Les instruments mal accordés de la fabrique urbaine

Les crises que nous vivons ne sont pas exclusivement le fruit d’une conjoncture extérieure, mais aussi le produit d’une certaine cacophonie réglementaire et législative, en plus d’usages allant parfois à l’encontre des intérêts communs. C’est notamment le cas dans les domaines de la participation publique, de la rémunération des tiers, et de la structuration des prix des fonciers.

 

« Crise démocratique », « crise du logement », « crise écologique »… La fabrique urbaine semble être tout autant une cause potentielle qu’une solution probable aux grands enjeux sociétaux que traverse la France. Face à ces défis, l’État vient régulièrement fixer de nouveaux objectifs aux acteurs de l’aménagement et de l’immobilier – « zéro artificialisation nette » (ZAN), réglementation environnementale (RE) 2020 –, et participe financièrement de manière directe (Fonds friches) ou indirecte (dispositifs de défiscalisation) à l’équilibre des opérations. Mais, avant de faire jouer l’orchestre, a‑t-on pris le soin de vérifier que tous les instruments étaient bien accordés ? À travers des thématiques indépendantes au premier abord, (re)découvrons des situations paradoxales par les rapports de force entre les acteurs de l’aménagement et de l’immobilier.

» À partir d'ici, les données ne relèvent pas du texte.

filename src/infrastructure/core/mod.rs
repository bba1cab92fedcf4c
pub mod http_client_factory;

pub use http_client_factory::HttpClientFactory;
// Market data fetching and rolling metrics
pub mod market_data;

// Fetch -> compute orchestration
pub mod pipeline;

// Console output
pub mod reporting;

La participation publique fractionnée par deux procédures indépendantes

Qu’il s’agisse d’un document planificateur à l’échelle territoriale ou d’une opération d’aménagement à l’échelle d’un quartier, la législation impose aux porteurs de projet, dans une majorité de situation, une association du grand public à deux moments distincts :la concertation réglementaire, qui est préalable à l’élaboration du projet, inscrite au Code de l’urbanisme, et l’enquête publique, qui est une procédure réalisée après la définition du projet, inscrite au Code de l’environnement. Chacun de ces dispositifs possède ses propres biais. De son côté, la concertation porte un paradoxe sémantique : au sens commun, concerter désigne le temps de mise en débat de différents partis aboutissant à l’émergence d’un avis commun. Le sens est bien différent du point de vue du Code de l’urbanisme, puisque l’article L103‑4 définit la concertation comme un moyen de permettre « au public d’accéder aux informations relatives au projet et de formuler des observations et propositions qui sont enregistrées et conservées par l’autorité compétente ». Ainsi, le porteur de projet doit retranscrire les avis, mais il n’est pas tenu de les prendre en compte. Bien entendu, de nombreux porteurs de projet associent le public bien au-delà de ce que demande le cadre réglementaire, en proposant des formats originaux, une garantie de prise en compte des avis formulée (coconstruction), ou encore une communication qui permet d’aller vers des publics éloignés des dispositifs de participation.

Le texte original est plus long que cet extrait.